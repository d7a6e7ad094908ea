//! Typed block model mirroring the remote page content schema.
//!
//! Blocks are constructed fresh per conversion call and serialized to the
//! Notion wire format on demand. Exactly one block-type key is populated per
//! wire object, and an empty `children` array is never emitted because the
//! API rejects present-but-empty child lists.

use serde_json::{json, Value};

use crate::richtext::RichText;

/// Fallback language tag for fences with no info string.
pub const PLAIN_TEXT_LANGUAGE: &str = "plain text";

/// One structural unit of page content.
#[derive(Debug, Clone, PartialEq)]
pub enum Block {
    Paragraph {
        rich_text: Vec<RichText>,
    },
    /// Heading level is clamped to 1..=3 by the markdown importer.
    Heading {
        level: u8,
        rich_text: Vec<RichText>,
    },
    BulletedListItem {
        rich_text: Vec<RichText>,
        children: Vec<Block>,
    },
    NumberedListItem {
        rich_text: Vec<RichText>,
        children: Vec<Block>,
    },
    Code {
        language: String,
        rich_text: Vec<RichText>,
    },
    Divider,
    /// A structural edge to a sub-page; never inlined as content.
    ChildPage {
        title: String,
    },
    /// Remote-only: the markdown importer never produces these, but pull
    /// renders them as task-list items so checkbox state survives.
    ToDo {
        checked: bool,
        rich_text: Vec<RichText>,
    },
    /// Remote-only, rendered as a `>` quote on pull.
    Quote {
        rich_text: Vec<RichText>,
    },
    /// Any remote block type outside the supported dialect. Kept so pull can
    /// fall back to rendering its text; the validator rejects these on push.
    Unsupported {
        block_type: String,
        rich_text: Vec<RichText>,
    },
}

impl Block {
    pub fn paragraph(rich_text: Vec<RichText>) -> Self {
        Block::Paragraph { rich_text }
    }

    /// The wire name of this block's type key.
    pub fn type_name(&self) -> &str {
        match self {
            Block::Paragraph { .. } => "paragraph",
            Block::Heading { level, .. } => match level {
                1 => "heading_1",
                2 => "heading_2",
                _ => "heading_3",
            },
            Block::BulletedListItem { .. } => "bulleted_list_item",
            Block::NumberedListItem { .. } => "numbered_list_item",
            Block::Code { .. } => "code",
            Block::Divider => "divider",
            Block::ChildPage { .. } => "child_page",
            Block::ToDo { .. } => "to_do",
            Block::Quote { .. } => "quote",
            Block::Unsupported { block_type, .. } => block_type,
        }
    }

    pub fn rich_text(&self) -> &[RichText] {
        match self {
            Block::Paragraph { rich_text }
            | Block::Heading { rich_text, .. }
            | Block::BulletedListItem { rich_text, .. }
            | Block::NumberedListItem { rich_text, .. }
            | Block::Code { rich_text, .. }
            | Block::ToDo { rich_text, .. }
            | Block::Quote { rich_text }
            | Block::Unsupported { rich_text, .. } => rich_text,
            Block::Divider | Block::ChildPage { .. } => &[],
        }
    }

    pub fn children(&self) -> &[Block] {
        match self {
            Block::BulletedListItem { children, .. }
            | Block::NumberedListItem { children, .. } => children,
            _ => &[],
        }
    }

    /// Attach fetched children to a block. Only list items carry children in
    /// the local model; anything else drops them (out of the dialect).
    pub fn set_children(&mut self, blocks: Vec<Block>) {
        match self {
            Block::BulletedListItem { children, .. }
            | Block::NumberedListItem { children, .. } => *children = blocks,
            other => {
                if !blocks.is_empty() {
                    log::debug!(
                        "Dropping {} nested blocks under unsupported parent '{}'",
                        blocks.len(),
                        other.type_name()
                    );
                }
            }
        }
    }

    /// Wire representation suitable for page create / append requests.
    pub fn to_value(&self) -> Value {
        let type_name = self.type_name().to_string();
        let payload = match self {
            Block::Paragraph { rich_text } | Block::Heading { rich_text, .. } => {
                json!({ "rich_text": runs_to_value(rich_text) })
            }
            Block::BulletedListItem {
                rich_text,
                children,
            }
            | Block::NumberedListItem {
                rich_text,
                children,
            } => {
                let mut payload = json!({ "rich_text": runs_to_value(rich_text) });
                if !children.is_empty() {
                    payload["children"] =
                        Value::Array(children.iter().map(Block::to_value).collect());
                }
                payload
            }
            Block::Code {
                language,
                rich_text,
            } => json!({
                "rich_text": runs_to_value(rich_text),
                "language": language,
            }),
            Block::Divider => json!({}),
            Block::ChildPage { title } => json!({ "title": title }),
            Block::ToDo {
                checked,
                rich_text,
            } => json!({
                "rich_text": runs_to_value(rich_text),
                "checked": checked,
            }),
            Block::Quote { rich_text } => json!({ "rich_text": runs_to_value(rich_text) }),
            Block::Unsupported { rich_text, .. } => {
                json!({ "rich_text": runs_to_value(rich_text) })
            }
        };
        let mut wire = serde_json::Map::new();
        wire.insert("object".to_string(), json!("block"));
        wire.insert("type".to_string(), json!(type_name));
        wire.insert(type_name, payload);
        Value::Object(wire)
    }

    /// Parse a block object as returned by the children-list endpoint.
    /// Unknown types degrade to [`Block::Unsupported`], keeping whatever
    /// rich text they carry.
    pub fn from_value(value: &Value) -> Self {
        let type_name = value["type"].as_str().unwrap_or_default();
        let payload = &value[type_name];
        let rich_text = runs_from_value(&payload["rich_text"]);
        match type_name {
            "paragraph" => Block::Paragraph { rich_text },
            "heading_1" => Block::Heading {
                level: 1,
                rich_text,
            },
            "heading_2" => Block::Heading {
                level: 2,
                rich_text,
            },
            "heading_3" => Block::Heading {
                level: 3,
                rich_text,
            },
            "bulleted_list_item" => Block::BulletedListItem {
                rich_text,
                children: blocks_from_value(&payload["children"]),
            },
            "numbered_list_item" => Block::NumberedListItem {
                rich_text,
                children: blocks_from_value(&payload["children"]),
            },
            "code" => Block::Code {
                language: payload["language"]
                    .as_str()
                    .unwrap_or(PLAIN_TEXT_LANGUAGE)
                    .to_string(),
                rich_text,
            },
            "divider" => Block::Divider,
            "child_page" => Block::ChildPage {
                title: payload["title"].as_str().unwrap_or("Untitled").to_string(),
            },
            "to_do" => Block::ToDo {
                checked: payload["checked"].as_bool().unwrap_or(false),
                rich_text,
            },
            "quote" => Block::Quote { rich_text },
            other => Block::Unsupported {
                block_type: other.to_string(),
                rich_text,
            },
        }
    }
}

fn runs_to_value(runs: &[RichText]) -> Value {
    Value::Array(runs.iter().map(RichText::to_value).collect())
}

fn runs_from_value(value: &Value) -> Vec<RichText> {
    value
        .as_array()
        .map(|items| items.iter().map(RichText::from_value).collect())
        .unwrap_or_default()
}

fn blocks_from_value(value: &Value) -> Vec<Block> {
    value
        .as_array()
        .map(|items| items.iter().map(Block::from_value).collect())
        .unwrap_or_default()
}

============================================================

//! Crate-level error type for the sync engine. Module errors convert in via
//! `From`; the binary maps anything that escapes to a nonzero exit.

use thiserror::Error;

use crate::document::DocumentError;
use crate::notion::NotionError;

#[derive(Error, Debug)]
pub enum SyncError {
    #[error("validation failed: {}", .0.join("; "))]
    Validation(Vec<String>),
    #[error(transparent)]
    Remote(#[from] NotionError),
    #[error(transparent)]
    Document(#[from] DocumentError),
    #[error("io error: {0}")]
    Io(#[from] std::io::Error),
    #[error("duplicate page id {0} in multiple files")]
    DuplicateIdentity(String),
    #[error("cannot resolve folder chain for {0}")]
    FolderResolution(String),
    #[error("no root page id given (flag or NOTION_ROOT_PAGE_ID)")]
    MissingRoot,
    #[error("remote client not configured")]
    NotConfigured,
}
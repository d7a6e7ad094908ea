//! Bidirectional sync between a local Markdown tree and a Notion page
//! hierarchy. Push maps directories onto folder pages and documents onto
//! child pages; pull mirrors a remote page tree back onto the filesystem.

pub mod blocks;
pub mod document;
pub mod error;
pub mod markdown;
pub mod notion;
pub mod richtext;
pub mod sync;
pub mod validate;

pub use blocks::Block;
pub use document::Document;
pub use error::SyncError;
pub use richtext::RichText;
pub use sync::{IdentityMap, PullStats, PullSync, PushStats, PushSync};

============================================================

• **REQUIRED WORK**:
Go through the entries above and copy out every line that includes the word "structural".

• **REPLY**:
/// One structural unit of page content.
    /// A structural edge to a sub-page; never inlined as content.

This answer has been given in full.